CARB incorporates the same test for determining pipeline flow as the one used by the State’s Renewable Portfolio Standard (“RPS”). The test is set forth in the California RPS Eligibility Guidebook and generally requires a demonstration of the following:

  1. Each segment of the pipeline on the delivery path from the point of injection to the point of receipt physically flows toward California at least 50 percent of the time on an annual basis.
  2. If storage is used, then the pipeline must flow in the direction of the facility from the injection point to the storage point and from the storage point to the receipt point at the facility at least 50 percent of the time on an annual basis.
  3. Contracts for the delivery (firm or interruptible) or storage of the gas with every pipeline or gas storage site operator transporting or storing the gas from the injection point to the final delivery point.

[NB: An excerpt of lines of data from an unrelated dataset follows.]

use anyhow::Context;
use std::sync::Arc;
use tracing_subscriber::{layer::SubscriberExt, util::SubscriberInitExt};
use trivia_quiz_api::{config::Config, create_router, services::AppState};

#[tokio::main]
async fn main() -> anyhow::Result<()> {
    let tracer = init_telemetry()?;

    tracing_subscriber::registry()
        .with(
            tracing_subscriber::EnvFilter::try_from_default_env()
                .unwrap_or_else(|_| "trivia_quiz_api=debug,tower_http=debug".into()),
        )
        .with(tracing_subscriber::fmt::layer())
        .with(tracing_opentelemetry::layer().with_tracer(tracer))
        .init();

    tracing::info!("Starting trivia quiz API");

    let config = Config::load().context("Failed to load configuration")?;
    tracing::info!(
        "Configuration loaded for environment: {:?}",
        std::env::var("APP_ENV").unwrap_or_else(|_| "dev".to_string())
    );

    let mongo_client = mongodb::Client::with_uri_str(&config.mongo_uri)
        .await
        .context("Failed to connect to MongoDB")?;
    tracing::info!("MongoDB connected");

    let redis_client =
        redis::Client::open(config.redis_uri.clone()).context("Failed to create Redis client")?;

    let bind_addr = config.bind_addr.clone();
    let app_state = Arc::new(
        AppState::new(config, mongo_client, redis_client)
            .await
            .context("Failed to initialize application state")?,
    );

    let app = create_router(app_state);

    let listener = tokio::net::TcpListener::bind(&bind_addr)
        .await
        .with_context(|| format!("Failed to bind {}", bind_addr))?;
    tracing::info!("Server listening on {}", listener.local_addr()?);

    axum::serve(listener, app).await?;

    tracing::info!("Shutting down");
    Ok(())
}

fn init_telemetry() -> anyhow::Result<opentelemetry_sdk::trace::Tracer> {
    use opentelemetry::trace::TracerProvider as _;
    use opentelemetry::KeyValue;
    use opentelemetry_otlp::WithExportConfig;
    use opentelemetry_sdk::trace::SdkTracerProvider;
    use opentelemetry_sdk::Resource;

    let otlp_endpoint = std::env::var("OTEL_EXPORTER_OTLP_ENDPOINT")
        .unwrap_or_else(|_| "http://localhost:4318".to_string());

    let exporter = opentelemetry_otlp::SpanExporter::builder()
        .with_http()
        .with_endpoint(otlp_endpoint)
        .build()
        .context("Failed to create OTLP exporter")?;

    let resource = Resource::builder_empty()
        .with_service_name("trivia-quiz-api")
        .with_attributes(vec![KeyValue::new(
            "service.version",
            env!("CARGO_PKG_VERSION"),
        )])
        .build();

    let provider = SdkTracerProvider::builder()
        .with_batch_exporter(exporter)
        .with_resource(resource)
        .build();

    let tracer = provider.tracer("trivia-quiz-api");
    opentelemetry::global::set_tracer_provider(provider);

    Ok(tracer)
}
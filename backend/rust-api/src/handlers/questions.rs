use axum::{
    extract::{Query, State},
    http::StatusCode,
    response::IntoResponse,
    Json,
};
use serde::Deserialize;
use std::sync::Arc;

use crate::{
    error::ApiError,
    extractors::{AppJson, AuthUser, Caller},
    models::CreateQuestionRequest,
    services::{question_service::QuestionService, AppState},
};

#[derive(Debug, Default, Deserialize)]
pub struct QuestionQuery {
    pub category: Option<String>,
}

/// GET /api/v1/questions?category=
pub async fn list_questions(
    State(state): State<Arc<AppState>>,
    caller: Caller,
    Query(query): Query<QuestionQuery>,
) -> Result<impl IntoResponse, ApiError> {
    let questions = QuestionService::new(&state)
        .batch(caller.id(), query.category.as_deref())
        .await?;
    Ok(Json(questions))
}

/// POST /api/v1/questions
pub async fn create_question(
    State(state): State<Arc<AppState>>,
    AuthUser(user_id): AuthUser,
    AppJson(req): AppJson<CreateQuestionRequest>,
) -> Result<impl IntoResponse, ApiError> {
    let question = QuestionService::new(&state).create(&user_id, req).await?;
    Ok((StatusCode::CREATED, Json(question)))
}

/// GET /api/v1/user/questions
pub async fn list_my_questions(
    State(state): State<Arc<AppState>>,
    AuthUser(user_id): AuthUser,
) -> Result<impl IntoResponse, ApiError> {
    let questions = QuestionService::new(&state).list_mine(&user_id).await?;
    Ok(Json(questions))
}
pub mod ledger;
pub mod question;
pub mod session;
pub mod timer;

pub use ledger::{
    CategoryBest, CategoryCount, DashboardResponse, ProgressRecord, ProgressStats,
    ProgressUpdate, ScoreEvent,
};
pub use question::{CreateQuestionRequest, Difficulty, Question, QuestionDraft, QuestionFilter};
pub use session::{SessionView, StartSessionRequest, SubmitAnswerRequest};
use std::time::Duration;

/// Exponential backoff with optional random jitter.
#[derive(Debug, Clone)]
pub struct RetryConfig {
    pub max_attempts: usize,
    pub base_backoff: Duration,
    pub max_backoff: Duration,
    pub jitter_max: Option<Duration>,
}

impl RetryConfig {
    /// Settings for ledger writes after a session completes.
    pub fn for_flush(max_attempts: usize) -> Self {
        Self {
            max_attempts: max_attempts.max(1),
            base_backoff: Duration::from_millis(50),
            max_backoff: Duration::from_millis(1000),
            jitter_max: Some(Duration::from_millis(100)),
        }
    }
}

/// Runs `f` until it succeeds or `max_attempts` calls have failed, returning the last error.
pub async fn retry_async_with_config<F, Fut, T, E>(config: RetryConfig, mut f: F) -> Result<T, E>
where
    F: FnMut() -> Fut,
    Fut: std::future::Future<Output = Result<T, E>>,
{
    let mut attempts_left = config.max_attempts.max(1);
    let mut backoff = config.base_backoff;

    loop {
        match f().await {
            Ok(v) => return Ok(v),
            Err(e) => {
                attempts_left = attempts_left.saturating_sub(1);
                if attempts_left == 0 {
                    return Err(e);
                }

                let extra = match config.jitter_max {
                    Some(jitter_max) if !jitter_max.is_zero() => {
                        let jitter_ms = jitter_max.as_millis() as u64;
                        Duration::from_millis(rand::random::<u64>() % (jitter_ms + 1))
                    }
                    _ => Duration::ZERO,
                };
                tokio::time::sleep(backoff + extra).await;

                backoff = std::cmp::min(backoff * 2, config.max_backoff);
            }
        }
    }
}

If finalized, the requirement to demonstrate deliverability for projects that break ground after January 1, 2030 for RNG take effect on January 1, 2041, and on January 1, 2046 for biomethane used as a feedstock for the production of hydrogen.

Avoided Methane Crediting Phaseout

Avoided methane crediting is a mechanism under the LCFS program whereby credits are awarded to methane producers who capture GHG emissions that would otherwise be released directly to the atmosphere. For example, dairy farms or biomass landfills that directly capture and reuse methane emissions are awarded credits which can be later invested in emissions technologies such as anaerobic digesters. For RNG projects that start construction after December 31, 2029, CARB is proposing that the LCFS program’s avoided methane crediting will end in 2040, for RNG used as transportation fuel, and in 2045 when used as a feedstock to produce renewable hydrogen. For RNG projects certified prior to January 1, 2030, CARB may renew the crediting period for up to three consecutive 10-year periods. Accordingly, there is still a path for certain RNG projects to continue generating LCFS credits after the 2040 phaseout deadline proposed by CARB.


RNG may be a victim of its own success, as CARB no longer views RNG as playing a significant role in decreasing the carbon intensity of transportation fuels within the state. Nevertheless, these changes, whatever their intent, have the potential to disrupt the national RNG market given how the price of RNG is tied to the value of the LCFS credit. Washington and Oregon have similar programs to the existing LCFS requirements, but credit prices in those markets still lag behind the potential value the LCFS represents. The public comment period for the proposed amendments began on January 5, 2024, closes on February 20, 2024, and will be followed by a public hearing scheduled on March 21, 2024.

1 California Air Resources Board, Public Hearing to Consider the Proposed Amendments to the Low Carbon Fuel Standard, Staff Report: Initial Statement of Reasons at 31 (January 2, 2024).

This information is provided by Vinson & Elkins LLP for educational and informational purposes only and is not intended, nor should it be construed, as legal advice.